San Jacopo e il suo Presepe Vivente

LIVORNO- Presepe delle genti in San Jacopo che si rinnova come accade da anni all’interno della antica chiesa di San Jacopo una delle più antiche tutt’ora esistenti.

Un presepe nato ed in crescendo con il concorso di tutti gli abitanti di San Jacopo che insieme, tra comitati, associazioni e singoli volontari, in modo spontaneo, si organizzano per proporre la suggestiva ricostruzione di un presepe.

San Jacopo: Giuseppe, Maria e Gesù

Lo raccontiamo nei nostri servizi che possono essere seguiti anche su mobile con la diretta di live tv.

Quest’anno, di comune accordo, c’e’ stata una variazione significativa perché per consuetudine il Presepe di San Jacopo si svolgeva con una trama di ingresso e la narrazione dei momenti più salienti della natività in accordo con le narrazioni evangeliche.

Questa volta invece è stato deciso di disporre una rappresentazione completa costituita da quadri viventi.

In pratica il visitatore fa il suo ingresso nella grande navata e seguendo un percorso semplice e immediato ha modo di poter avvicinarsi ai luoghi più significativi della Palestina del tempo.

Il banco del censimento il mercato di Gerusalemme

C’e’ la tenda dove alloggiano i Re Magi, Gaspare, Melchiorre e Baldassarre, posti all’ingresso a simboleggiare il viaggio in itinere che li porterà a far visita alla stalla dove è nato il Salvatore.

Quindi, sul versante opposto, sul lato tangente della grotta ma lontano dall’epicentro del presepe ecco incontrare i sommi sacerdoti della Sinagoga, Kaifa, Hanna, Giovanni e poco distante da loro la corte di Erode Agrippa.

Presso quella corte ecco una danzatrice che ci ricorda salomè e a godersi la festa il Governatore Ponzio Pilato e la consorte, Claudia Procula.

Il Sinedrio a San Jacopo Re Magi

La Chiesa vede anche un angolo adibito a mercato, in un altro bambini festosi che giocano, c’è il coro, vero, che fa da accompagnamento musicale che arricchisce l’atmosfera mentre le panche dei posti a sedere sono assenti e sul pavimento è stata stesa la paglia.

La natività è lì, quasi alla fine, verso l’uscita.

Grande disponibilità da parte del Parroco della Chiesa di San Jacopo con il consenso cordiale della Diocesi.

All’interno le uniche finzioni sono date dalla presenza del Bue e dell’Asinello, finzione giustificata dalle eventuali problematiche logistiche nel dover gestire due animali vivi e le loro più che giuste esigenze.

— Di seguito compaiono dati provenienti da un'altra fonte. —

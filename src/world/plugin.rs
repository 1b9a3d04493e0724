//! World plugin - the land grid, spawners, world events and the run loop.

use bevy::prelude::*;

use super::data::{load_world_config, WorldConfig};
use super::debug::debug_clear_event;
use super::flow::*;
use super::geometry::tint_land_floors;
use super::land::LandGrid;
use super::manager::EventManager;
use super::progression::Progression;
use super::systems::*;
use crate::core::{GameState, GameplaySet, PlayState};

/// World plugin - builds the run and moves it between phases.
pub struct WorldPlugin;

impl Plugin for WorldPlugin {
    fn build(&self, app: &mut App) {
        app.init_resource::<WorldConfig>()
            .init_resource::<LandGrid>()
            .init_resource::<EventManager>()
            .init_resource::<Progression>()
            .init_resource::<LandCursor>()
            .add_event::<PlaceLandRequest>()
            .add_event::<EmpowerLandRequest>()
            .add_event::<SelectWorldEvent>()
            .add_systems(Startup, load_world_config)
            .add_systems(OnEnter(GameState::InGame), setup_run)
            .add_systems(OnExit(GameState::GameOver), cleanup_run)
            .add_systems(Update, restart_run.run_if(in_state(GameState::GameOver)));

        // Playing
        app.add_systems(
            Update,
            (
                tick_spawners,
                return_enemies_to_spawners,
                fail_event_on_objective_death,
                move_escorts,
                update_world_event,
                debug_clear_event,
            )
                .chain()
                .in_set(GameplaySet::World),
        );

        // Between events
        app.add_systems(
            Update,
            aspect_selection_input.run_if(in_state(PlayState::AspectSelection)),
        )
        .add_systems(OnEnter(PlayState::LandPlacement), enter_land_placement)
        .add_systems(
            Update,
            (land_placement_input, handle_place_land)
                .chain()
                .run_if(in_state(PlayState::LandPlacement)),
        )
        .add_systems(OnEnter(PlayState::LandEmpowerment), enter_land_empowerment)
        .add_systems(
            Update,
            (land_empowerment_input, handle_land_empowerment, tint_land_floors)
                .chain()
                .run_if(in_state(PlayState::LandEmpowerment)),
        )
        .add_systems(OnEnter(PlayState::EventSelection), offer_world_events)
        .add_systems(
            Update,
            (event_selection_input, handle_event_selection)
                .chain()
                .run_if(in_state(PlayState::EventSelection)),
        );
    }
}
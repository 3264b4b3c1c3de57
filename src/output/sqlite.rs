//! SQLite output: the target table is created, or replaced, inside a database file

use std::path::Path;

use anyhow::{Context, Result};
use sqlx::sqlite::{Sqlite, SqliteArguments, SqliteConnectOptions};
use sqlx::query::Query;
use sqlx::{Connection, SqliteConnection};

use crate::model::{CellValue, Table, TargetSchema};

use super::TableWriter;

/// Writes the table into a SQLite database, replacing a table of the same name
pub struct SqliteWriter {
    table_name: String,
    column_types: Vec<(String, &'static str)>,
}

impl SqliteWriter {
    pub fn new(table_name: &str, schema: &TargetSchema) -> Self {
        Self {
            table_name: table_name.to_string(),
            column_types: schema
                .iter()
                .map(|(name, target_type)| (name.clone(), target_type.sql_type()))
                .collect(),
        }
    }

    fn column_type(&self, name: &str) -> &'static str {
        self.column_types
            .iter()
            .find(|(column, _)| column == name)
            .map(|(_, sql_type)| *sql_type)
            .unwrap_or("TEXT")
    }

    fn create_statement(&self, table: &Table) -> String {
        let definitions: Vec<String> = table
            .column_names()
            .map(|name| format!("{} {}", quote_identifier(name), self.column_type(name)))
            .collect();
        format!(
            "CREATE TABLE {} ({})",
            quote_identifier(&self.table_name),
            definitions.join(", ")
        )
    }

    fn insert_statement(&self, table: &Table) -> String {
        let columns: Vec<String> = table.column_names().map(quote_identifier).collect();
        let placeholders = vec!["?"; columns.len()].join(", ");
        format!(
            "INSERT INTO {} ({}) VALUES ({})",
            quote_identifier(&self.table_name),
            columns.join(", "),
            placeholders
        )
    }

    async fn store(&self, table: &Table, destination: &Path) -> Result<()> {
        let options = SqliteConnectOptions::new()
            .filename(destination)
            .create_if_missing(true);
        let mut conn = SqliteConnection::connect_with(&options)
            .await
            .with_context(|| format!("Failed to open database: {}", destination.display()))?;

        let mut tx = conn.begin().await.context("Failed to start transaction")?;

        let drop_table = format!("DROP TABLE IF EXISTS {}", quote_identifier(&self.table_name));
        sqlx::query(&drop_table)
            .execute(&mut *tx)
            .await
            .context("Failed to drop existing table")?;
        sqlx::query(&self.create_statement(table))
            .execute(&mut *tx)
            .await
            .context("Failed to create table")?;

        let insert = self.insert_statement(table);
        for row in &table.rows {
            let query = row
                .cells
                .iter()
                .fold(sqlx::query(&insert), |query, cell| bind_cell(query, cell));
            query
                .execute(&mut *tx)
                .await
                .with_context(|| format!("Failed to insert row {}", row.index))?;
        }

        tx.commit().await.context("Failed to commit transaction")?;
        conn.close().await.context("Failed to close database")?;
        Ok(())
    }
}

/// SQLite identifiers are double-quoted; embedded quotes are doubled
fn quote_identifier(name: &str) -> String {
    format!("\"{}\"", name.replace('"', "\"\""))
}

fn bind_cell<'q>(
    query: Query<'q, Sqlite, SqliteArguments<'q>>,
    cell: &'q CellValue,
) -> Query<'q, Sqlite, SqliteArguments<'q>> {
    match cell {
        CellValue::Null => query.bind(None::<String>),
        CellValue::Bool(b) => query.bind(*b),
        CellValue::Int(i) => query.bind(*i),
        CellValue::Float(f) if f.is_finite() => query.bind(*f),
        CellValue::Float(_) => query.bind(None::<f64>),
        CellValue::String(s) => query.bind(&**s),
        CellValue::Date(_) => query.bind(cell.display().into_owned()),
    }
}

impl TableWriter for SqliteWriter {
    fn write(&self, table: &Table, destination: &Path) -> Result<u64> {
        let runtime = tokio::runtime::Builder::new_current_thread()
            .enable_all()
            .build()
            .context("Failed to start database runtime")?;
        runtime.block_on(self.store(table, destination))?;

        let size = std::fs::metadata(destination)
            .with_context(|| format!("Failed to stat file: {}", destination.display()))?
            .len();
        Ok(size)
    }
}
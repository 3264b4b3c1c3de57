//! Delimiter-separated output

use std::io::Write;

use anyhow::Result;

use crate::model::Table;

use super::StreamWriter;

/// CSV writer, `;`-separated by default
pub struct CsvWriter {
    delimiter: u8,
}

impl CsvWriter {
    pub fn new() -> Self {
        Self { delimiter: b';' }
    }
}

impl Default for CsvWriter {
    fn default() -> Self {
        Self::new()
    }
}

impl StreamWriter for CsvWriter {
    fn render(&self, table: &Table, writer: &mut dyn Write) -> Result<()> {
        let mut csv_writer = csv::WriterBuilder::new()
            .delimiter(self.delimiter)
            .from_writer(writer);

        csv_writer.write_record(table.column_names())?;
        for row in &table.rows {
            csv_writer.write_record(row.cells.iter().map(|c| c.to_field().into_owned()))?;
        }
        csv_writer.flush()?;
        Ok(())
    }
}
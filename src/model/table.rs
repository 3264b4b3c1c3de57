//! Table, Row, and Cell data structures

use std::borrow::Cow;
use std::hash::{Hash, Hasher};

use chrono::NaiveDate;
use serde::{Deserialize, Serialize};

use super::schema::Column;

/// Canonical textual date format used between pipeline stages
pub const CANONICAL_DATE_FORMAT: &str = "%d-%m-%Y";

/// A cell value with type information
#[derive(Debug, Clone, Serialize, Deserialize)]
#[serde(untagged)]
pub enum CellValue {
    Null,
    Bool(bool),
    Int(i64),
    Float(f64),
    String(Cow<'static, str>),
    Date(NaiveDate),
}

impl PartialEq for CellValue {
    fn eq(&self, other: &Self) -> bool {
        match (self, other) {
            (CellValue::Null, CellValue::Null) => true,
            (CellValue::Bool(a), CellValue::Bool(b)) => a == b,
            (CellValue::Int(a), CellValue::Int(b)) => a == b,
            (CellValue::Float(a), CellValue::Float(b)) => {
                // Handle NaN comparison
                if a.is_nan() && b.is_nan() {
                    true
                } else {
                    a == b
                }
            }
            (CellValue::String(a), CellValue::String(b)) => a == b,
            (CellValue::Date(a), CellValue::Date(b)) => a == b,
            _ => false,
        }
    }
}

impl Eq for CellValue {}

impl Hash for CellValue {
    fn hash<H: Hasher>(&self, state: &mut H) {
        std::mem::discriminant(self).hash(state);
        match self {
            CellValue::Null => {}
            CellValue::Bool(b) => b.hash(state),
            CellValue::Int(i) => i.hash(state),
            CellValue::Float(f) => f.to_bits().hash(state),
            CellValue::String(s) => s.hash(state),
            CellValue::Date(d) => d.hash(state),
        }
    }
}

impl CellValue {
    /// Check if the value is null
    pub fn is_null(&self) -> bool {
        matches!(self, CellValue::Null)
    }

    /// Convert to a display string
    pub fn display(&self) -> Cow<'_, str> {
        match self {
            CellValue::Null => Cow::Borrowed("NULL"),
            CellValue::Bool(b) => Cow::Owned(b.to_string()),
            CellValue::Int(i) => Cow::Owned(i.to_string()),
            CellValue::Float(f) => Cow::Owned(f.to_string()),
            CellValue::String(s) => Cow::Borrowed(s.as_ref()),
            CellValue::Date(d) => Cow::Owned(d.format(CANONICAL_DATE_FORMAT).to_string()),
        }
    }

    /// Text used when the value is written to a sink; null renders as empty
    pub fn to_field(&self) -> Cow<'_, str> {
        match self {
            CellValue::Null => Cow::Borrowed(""),
            other => other.display(),
        }
    }

    /// Build a string cell from anything string-like
    pub fn text(s: impl Into<String>) -> Self {
        CellValue::String(Cow::Owned(s.into()))
    }
}

impl std::fmt::Display for CellValue {
    fn fmt(&self, f: &mut std::fmt::Formatter<'_>) -> std::fmt::Result {
        write!(f, "{}", self.display())
    }
}

impl From<&str> for CellValue {
    fn from(s: &str) -> Self {
        CellValue::String(Cow::Owned(s.to_string()))
    }
}

impl From<String> for CellValue {
    fn from(s: String) -> Self {
        CellValue::String(Cow::Owned(s))
    }
}

impl From<i64> for CellValue {
    fn from(i: i64) -> Self {
        CellValue::Int(i)
    }
}

impl From<f64> for CellValue {
    fn from(f: f64) -> Self {
        CellValue::Float(f)
    }
}

impl From<bool> for CellValue {
    fn from(b: bool) -> Self {
        CellValue::Bool(b)
    }
}

impl From<NaiveDate> for CellValue {
    fn from(d: NaiveDate) -> Self {
        CellValue::Date(d)
    }
}

/// A row in the table
#[derive(Debug, Clone, PartialEq)]
pub struct Row {
    /// Cell values in column order
    pub cells: Vec<CellValue>,
    /// Stable 0-based row identity, never renumbered by removals
    pub index: usize,
}

impl Row {
    /// Create a new row
    pub fn new(cells: Vec<CellValue>, index: usize) -> Self {
        Self { cells, index }
    }

    /// Get a cell value by column index
    pub fn get(&self, column: usize) -> Option<&CellValue> {
        self.cells.get(column)
    }
}

/// A table containing columns and rows
#[derive(Debug, Clone, Default)]
pub struct Table {
    /// Column definitions
    pub columns: Vec<Column>,
    /// Rows in order; `Row::index` is the row identity
    pub rows: Vec<Row>,
}

impl Table {
    /// Create a new empty table with column definitions
    pub fn new(columns: Vec<Column>) -> Self {
        Self {
            columns,
            rows: Vec::new(),
        }
    }

    /// Create an empty table from column names
    pub fn with_column_names<I, S>(names: I) -> Self
    where
        I: IntoIterator<Item = S>,
        S: Into<String>,
    {
        let columns = names
            .into_iter()
            .enumerate()
            .map(|(i, name)| Column::new(name, i))
            .collect();
        Self::new(columns)
    }

    /// Append a row, assigning it the next row index
    pub fn add_row(&mut self, mut cells: Vec<CellValue>) {
        // Pad with nulls if row has fewer columns
        cells.resize(self.column_count(), CellValue::Null);
        let index = self.rows.last().map_or(0, |r| r.index + 1);
        self.rows.push(Row::new(cells, index));
    }

    /// Append a row with an explicit identity
    pub fn push_row(&mut self, row: Row) {
        self.rows.push(row);
    }

    /// Get column index by name
    pub fn column_index(&self, name: &str) -> Option<usize> {
        self.columns.iter().position(|c| c.name == name)
    }

    /// Column names in order
    pub fn column_names(&self) -> impl Iterator<Item = &str> {
        self.columns.iter().map(|c| c.name.as_str())
    }

    /// Look up a row by its identity
    pub fn row(&self, index: usize) -> Option<&Row> {
        self.rows.iter().find(|r| r.index == index)
    }

    /// Value at (row identity, column name)
    pub fn value(&self, index: usize, column: &str) -> Option<&CellValue> {
        let col = self.column_index(column)?;
        self.row(index)?.get(col)
    }

    /// Number of rows
    pub fn row_count(&self) -> usize {
        self.rows.len()
    }

    /// Number of columns
    pub fn column_count(&self) -> usize {
        self.columns.len()
    }

    /// Keep only rows matching the predicate, preserving order and identity
    pub fn retain_rows<F>(&mut self, keep: F)
    where
        F: FnMut(&Row) -> bool,
    {
        self.rows.retain(keep);
    }
}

Giuseppe, Maria e Gesù sono anch’essi reali, una famiglia al completo, sia vivente che propria.

Marito, moglie e il figlio, nato da poco che si chiama Francesco.

Una atmosfera ben riuscita e l’impegno di tutti i presenti a rinnovare l’appuntamento e ad arricchirlo dove e come possibile, aumentando i personaggi e i quadri da rappresentare.

Nell’uscire, a ridosso della tenda dei re magi, ci sono anche i funzionari adibiti alla registrazione del censimento indetto dall’Imperatore Ottaviano.

Passando di li si lasciano i propri nomi e lo si fa volentieri.

Serve agli organizzatori per avere prova di quanti visitatori siano venuti a vedere il loro presepe e a stimolarne la continuazione, nient’altro, nessun versamento fiscale, se qualcuno lo temesse.